What to work on » Each line of the data should be duplicated precisely.

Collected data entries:
◇ ◇ ◇

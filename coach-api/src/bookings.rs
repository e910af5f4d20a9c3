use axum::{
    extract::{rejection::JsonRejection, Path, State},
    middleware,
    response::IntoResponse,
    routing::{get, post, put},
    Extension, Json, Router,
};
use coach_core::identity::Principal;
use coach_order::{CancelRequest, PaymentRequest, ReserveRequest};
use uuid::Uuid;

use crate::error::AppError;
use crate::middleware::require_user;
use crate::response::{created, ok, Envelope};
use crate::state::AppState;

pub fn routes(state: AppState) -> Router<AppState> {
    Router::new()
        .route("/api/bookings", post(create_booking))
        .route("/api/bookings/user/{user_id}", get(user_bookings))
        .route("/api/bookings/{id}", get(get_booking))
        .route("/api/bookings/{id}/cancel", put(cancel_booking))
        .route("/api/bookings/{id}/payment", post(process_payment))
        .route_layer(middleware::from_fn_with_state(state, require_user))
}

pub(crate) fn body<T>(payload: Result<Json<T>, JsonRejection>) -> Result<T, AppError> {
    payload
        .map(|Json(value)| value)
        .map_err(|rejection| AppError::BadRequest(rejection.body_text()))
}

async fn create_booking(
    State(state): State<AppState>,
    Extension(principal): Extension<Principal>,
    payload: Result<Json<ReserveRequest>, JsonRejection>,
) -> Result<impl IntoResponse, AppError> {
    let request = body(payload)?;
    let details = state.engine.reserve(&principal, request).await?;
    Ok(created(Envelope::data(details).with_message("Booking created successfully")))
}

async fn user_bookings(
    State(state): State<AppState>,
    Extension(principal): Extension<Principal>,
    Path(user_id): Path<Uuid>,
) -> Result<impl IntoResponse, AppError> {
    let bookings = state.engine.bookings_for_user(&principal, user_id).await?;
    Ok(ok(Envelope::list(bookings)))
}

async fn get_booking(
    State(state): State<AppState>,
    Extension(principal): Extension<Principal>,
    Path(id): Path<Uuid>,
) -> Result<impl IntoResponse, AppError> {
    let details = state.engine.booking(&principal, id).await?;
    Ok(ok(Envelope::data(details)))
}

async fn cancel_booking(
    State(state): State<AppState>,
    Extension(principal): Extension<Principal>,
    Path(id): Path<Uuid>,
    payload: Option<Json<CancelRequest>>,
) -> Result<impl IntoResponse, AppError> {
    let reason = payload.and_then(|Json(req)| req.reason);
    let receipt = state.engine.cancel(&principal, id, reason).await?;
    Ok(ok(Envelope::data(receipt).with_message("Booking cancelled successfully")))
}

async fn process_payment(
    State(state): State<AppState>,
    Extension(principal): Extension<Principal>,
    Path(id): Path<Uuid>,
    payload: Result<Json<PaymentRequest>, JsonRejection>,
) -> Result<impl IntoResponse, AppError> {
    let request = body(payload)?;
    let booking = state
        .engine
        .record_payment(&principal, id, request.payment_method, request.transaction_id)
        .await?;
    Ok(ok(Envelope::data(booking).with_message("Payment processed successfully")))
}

◇ ◇ ◇

Solution for this problem »
filename coach-api/src/bookings.rs
repository e910af5f4d20a9c3
use axum::{
    extract::{rejection::JsonRejection, Path, State},
    middleware,
    response::IntoResponse,
    routing::{get, post, put},
    Extension, Json, Router,
};
use coach_core::identity::Principal;
use coach_order::{CancelRequest, PaymentRequest, ReserveRequest};
use uuid::Uuid;

use crate::error::AppError;
use crate::middleware::require_user;
use crate::response::{created, ok, Envelope};
use crate::state::AppState;

pub fn routes(state: AppState) -> Router<AppState> {
    Router::new()
        .route("/api/bookings", post(create_booking))
        .route("/api/bookings/user/{user_id}", get(user_bookings))
        .route("/api/bookings/{id}", get(get_booking))
        .route("/api/bookings/{id}/cancel", put(cancel_booking))
        .route("/api/bookings/{id}/payment", post(process_payment))
        .route_layer(middleware::from_fn_with_state(state, require_user))
}

pub(crate) fn body<T>(payload: Result<Json<T>, JsonRejection>) -> Result<T, AppError> {
    payload
        .map(|Json(value)| value)
        .map_err(|rejection| AppError::BadRequest(rejection.body_text()))
}

async fn create_booking(
    State(state): State<AppState>,
    Extension(principal): Extension<Principal>,
    payload: Result<Json<ReserveRequest>, JsonRejection>,
) -> Result<impl IntoResponse, AppError> {
    let request = body(payload)?;
    let details = state.engine.reserve(&principal, request).await?;
    Ok(created(Envelope::data(details).with_message("Booking created successfully")))
}

async fn user_bookings(
    State(state): State<AppState>,
    Extension(principal): Extension<Principal>,
    Path(user_id): Path<Uuid>,
) -> Result<impl IntoResponse, AppError> {
    let bookings = state.engine.bookings_for_user(&principal, user_id).await?;
    Ok(ok(Envelope::list(bookings)))
}

async fn get_booking(
    State(state): State<AppState>,
    Extension(principal): Extension<Principal>,
    Path(id): Path<Uuid>,
) -> Result<impl IntoResponse, AppError> {
    let details = state.engine.booking(&principal, id).await?;
    Ok(ok(Envelope::data(details)))
}

async fn cancel_booking(
    State(state): State<AppState>,
    Extension(principal): Extension<Principal>,
    Path(id): Path<Uuid>,
    payload: Option<Json<CancelRequest>>,
) -> Result<impl IntoResponse, AppError> {
    let reason = payload.and_then(|Json(req)| req.reason);
    let receipt = state.engine.cancel(&principal, id, reason).await?;
    Ok(ok(Envelope::data(receipt).with_message("Booking cancelled successfully")))
}

async fn process_payment(
    State(state): State<AppState>,
    Extension(principal): Extension<Principal>,
    Path(id): Path<Uuid>,
    payload: Result<Json<PaymentRequest>, JsonRejection>,
) -> Result<impl IntoResponse, AppError> {
    let request = body(payload)?;
    let booking = state
        .engine
        .record_payment(&principal, id, request.payment_method, request.transaction_id)
        .await?;
    Ok(ok(Envelope::data(booking).with_message("Payment processed successfully")))
}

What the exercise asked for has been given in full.